MacHale designed the logo of the Irish Mathematical Society.

He is a longtime opponent of smoking, and for decades has played a role within the Irish Association of Non-Smokers. He appeared on RTÉ's The Late Late Show as early as the 1980s in an attempt to educate the public about the dangers of smoking.

His son Dominic MacHale is an actor, known for The Young Offenders.
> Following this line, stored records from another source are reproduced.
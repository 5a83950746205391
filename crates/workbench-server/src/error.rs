//! Request-boundary error type and its HTTP mapping.
//!
//! Every failure a handler can produce is converted to a structured JSON
//! body here. Simulation failures are not errors — they travel in-band as
//! `{success: false}` inside a 200.

use axum::http::StatusCode;
use axum::response::{IntoResponse, Response};
use axum::Json;
use serde_json::json;
use thiserror::Error;

#[derive(Debug, Error)]
pub enum ApiError {
    /// Malformed or missing request fields.
    #[error("{0}")]
    Validation(String),
    /// Feature gated out in the current mode.
    #[error("file writes are disabled in production mode")]
    Disabled,
    /// Unmatched route.
    #[error("not found")]
    NotFound,
    /// Filesystem or other unexpected failure. `expose` controls whether
    /// the detail reaches the client (never in production).
    #[error("{message}")]
    Internal { message: String, expose: bool },
}

impl ApiError {
    pub fn validation(message: impl Into<String>) -> Self {
        ApiError::Validation(message.into())
    }
}

impl IntoResponse for ApiError {
    fn into_response(self) -> Response {
        let (status, body) = match self {
            ApiError::Validation(message) => {
                (StatusCode::BAD_REQUEST, json!({ "error": message }))
            }
            ApiError::Disabled => (
                StatusCode::NOT_IMPLEMENTED,
                json!({
                    "error": "File writes are disabled in production mode",
                    "hint": "run in development mode or set ALLOW_FILE_WRITES=true",
                }),
            ),
            ApiError::NotFound => (StatusCode::NOT_FOUND, json!({ "error": "Not found" })),
            ApiError::Internal { message, expose } => {
                let shown = if expose {
                    message
                } else {
                    "Internal server error".to_string()
                };
                (StatusCode::INTERNAL_SERVER_ERROR, json!({ "error": shown }))
            }
        };
        (status, Json(body)).into_response()
    }
}
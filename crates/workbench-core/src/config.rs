//! Workbench configuration.
//!
//! One immutable snapshot built at process start and handed to the HTTP
//! layer as shared state; nothing else reads the environment after that.
//! Resolution always succeeds — a root that does not exist on disk is only
//! discovered when a consumer touches it.

use std::path::PathBuf;

use serde::Serialize;

use crate::env_store;

pub const DEFAULT_PORT: u16 = 3001;
pub const DEFAULT_FRONTEND_ORIGIN: &str = "http://localhost:3000";
pub const DEFAULT_CLI_PROGRAM: &str = "cre";

/// Directory name of the orchestrator checkout expected next to the
/// workbench install when `ORCHESTRATOR_ROOT` is not set.
const DEFAULT_ROOT_SIBLING: &str = "cre-orchestrator";

/// Deployment mode. Production locks down file-mutating endpoints.
#[derive(Debug, Clone, Copy, PartialEq, Eq, Serialize)]
#[serde(rename_all = "lowercase")]
pub enum RunMode {
    Development,
    Production,
}

impl RunMode {
    /// Anything other than `production` (case-insensitive) is development.
    pub fn parse(value: &str) -> Self {
        if value.trim().eq_ignore_ascii_case("production") {
            RunMode::Production
        } else {
            RunMode::Development
        }
    }

    pub fn as_str(&self) -> &'static str {
        match self {
            RunMode::Development => "development",
            RunMode::Production => "production",
        }
    }
}

/// Values supplied on the command line. They beat environment variables,
/// which beat defaults.
#[derive(Debug, Default)]
pub struct Overrides {
    pub port: Option<u16>,
    pub orchestrator_root: Option<PathBuf>,
    pub mode: Option<RunMode>,
    pub frontend_origin: Option<String>,
    pub allow_file_writes: Option<bool>,
}

/// Immutable process configuration.
#[derive(Debug, Clone)]
pub struct WorkbenchConfig {
    pub port: u16,
    /// The single origin the CORS layer will allow. There is no
    /// allow-all fallback.
    pub frontend_origin: String,
    /// Directory containing the external orchestrator project.
    pub orchestrator_root: PathBuf,
    /// Always `orchestrator_root/.env`.
    pub env_file: PathBuf,
    pub mode: RunMode,
    /// Whether `/api/write-file` is enabled. Defaults to the mode
    /// (development on, production off) unless overridden.
    pub allow_file_writes: bool,
    /// Program name of the simulation CLI.
    pub cli_program: String,
    /// Seed values for a freshly created `.env`.
    pub bootstrap_key: Option<String>,
    pub bootstrap_target: Option<String>,
}

impl WorkbenchConfig {
    /// Resolve from the process environment.
    pub fn from_env(overrides: Overrides) -> Self {
        Self::resolve(overrides, |name| std::env::var(name).ok())
    }

    /// Resolve from an arbitrary environment snapshot.
    pub fn resolve(overrides: Overrides, env: impl Fn(&str) -> Option<String>) -> Self {
        let mode = overrides
            .mode
            .or_else(|| env("RUN_MODE").map(|v| RunMode::parse(&v)))
            .unwrap_or(RunMode::Development);

        let port = overrides
            .port
            .or_else(|| env("PORT").and_then(|v| v.trim().parse().ok()))
            .unwrap_or(DEFAULT_PORT);

        let frontend_origin = overrides
            .frontend_origin
            .or_else(|| env("FRONTEND_ORIGIN"))
            .unwrap_or_else(|| DEFAULT_FRONTEND_ORIGIN.to_string());

        let orchestrator_root = overrides
            .orchestrator_root
            .or_else(|| env("ORCHESTRATOR_ROOT").map(PathBuf::from))
            .unwrap_or_else(default_root);

        let allow_file_writes = overrides
            .allow_file_writes
            .or_else(|| env("ALLOW_FILE_WRITES").map(|v| parse_bool(&v)))
            .unwrap_or(mode == RunMode::Development);

        let cli_program = env("CRE_CLI")
            .filter(|v| !v.trim().is_empty())
            .unwrap_or_else(|| DEFAULT_CLI_PROGRAM.to_string());

        let env_file = orchestrator_root.join(env_store::ENV_FILE_NAME);

        WorkbenchConfig {
            port,
            frontend_origin,
            orchestrator_root,
            env_file,
            mode,
            allow_file_writes,
            cli_program,
            bootstrap_key: env(env_store::PRIVATE_KEY_VAR),
            bootstrap_target: env(env_store::TARGET_VAR),
        }
    }
}

/// Default orchestrator root: `../cre-orchestrator` relative to the running
/// executable, falling back to the current directory's sibling when the
/// executable path is unavailable.
fn default_root() -> PathBuf {
    let base = std::env::current_exe()
        .ok()
        .and_then(|exe| exe.parent().map(|dir| dir.to_path_buf()))
        .or_else(|| std::env::current_dir().ok())
        .unwrap_or_else(|| PathBuf::from("."));
    base.join("..").join(DEFAULT_ROOT_SIBLING)
}

fn parse_bool(value: &str) -> bool {
    let v = value.trim();
    v == "1" || v.eq_ignore_ascii_case("true")
}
==Superbrain competition==
From 1984 to 2007, MacHale ran the Superbrain Competition at University College Cork, including setting the questions and grading the papers. A book of the questions (with solutions) from 1984 to 2008 was published in 2011 as The First Twenty-Five Years of the Superbrain by Diarmuid Early & Des MacHale.

==Selected books==
Books by Des MacHale include:
- 2023 Sip & Solve Two-Minute Brainteasers (with Paul Sloane), Puzzlewright,
- 2022 Comic Sections Plus, Logic Press, ISBN 9781471761478
- 2020 The Poetry of George Boole, Logic Press, ISBN 9781716520273
- 2020 Number and Letter Puzzles, Logic Press, ISBN 9780244231002
- 2018 New Light on George Boole (with Yvonne Cohen), Cork University Press, ISBN 9781782052906
- 2016 Lateral Thinking Puzzles in Mathematics, (with Paul Sloane), Puzzlewright,
- 2015 Mathematical Lateral Thinking Puzzles (with Paul Sloane), Sterling Publishing, ISBN 978-1-4549-1167-8
- 2014 The First Twenty-Five Years of the Superbrain (with Diarmuid Early), United Kingdom Mathematics Trust,
- 2014 The First Twenty-Five Years of the Superbrain (with Diarmuid Early), United Kingdom Mathematics Trust, ISBN 1906001227
- 2014 The Life and Work of George Boole : a Prelude to the Digital Age, Cork University Press, ISBN 1782050051
- 2006 Puzzleology: Tough Puzzles for Kids, Mercier Press, ISBN 9781856355087
- 2004 Picture The quiet man : an illustrated celebration, Appletree, ISBN 9780862819309
- 2002 Sit & Solve - Lateral Thinking Puzzles (with Paul Sloane), Puzzlewright,
- 1995 Best Irish Humorous Quotations, Mercier Press, ISBN 1-85635-138-6
- 1993 Comic Sections: The Book of Mathematical Jokes, Humour, Wit and Wisdom, Boole Press, ISBN 1-85748-006-6
- 1989 The World's Best Maggie Thatcher Jokes, Angus & Robertson, ISBN 0-207-16224-7
- 1987 The Book of Irish Bull: Better than All the Udders, Mercier Press, ISBN 0-85342-822-0
- 1985 George Boole: His Life and Work, Boole Press, ISBN 0-906783-14-3

==Awards and honours==
On George Boole Day, 2 November 2015, University College Cork awarded MacHale an honorary doctorate of literature in recognition of his contributions to scholarship on Boole.

On 15 October 2016 Maths Week Ireland presented MacHale with the inaugural "Raising Public Awareness of Maths" award. In 2026, he was made a member of the Royal Irish Academy.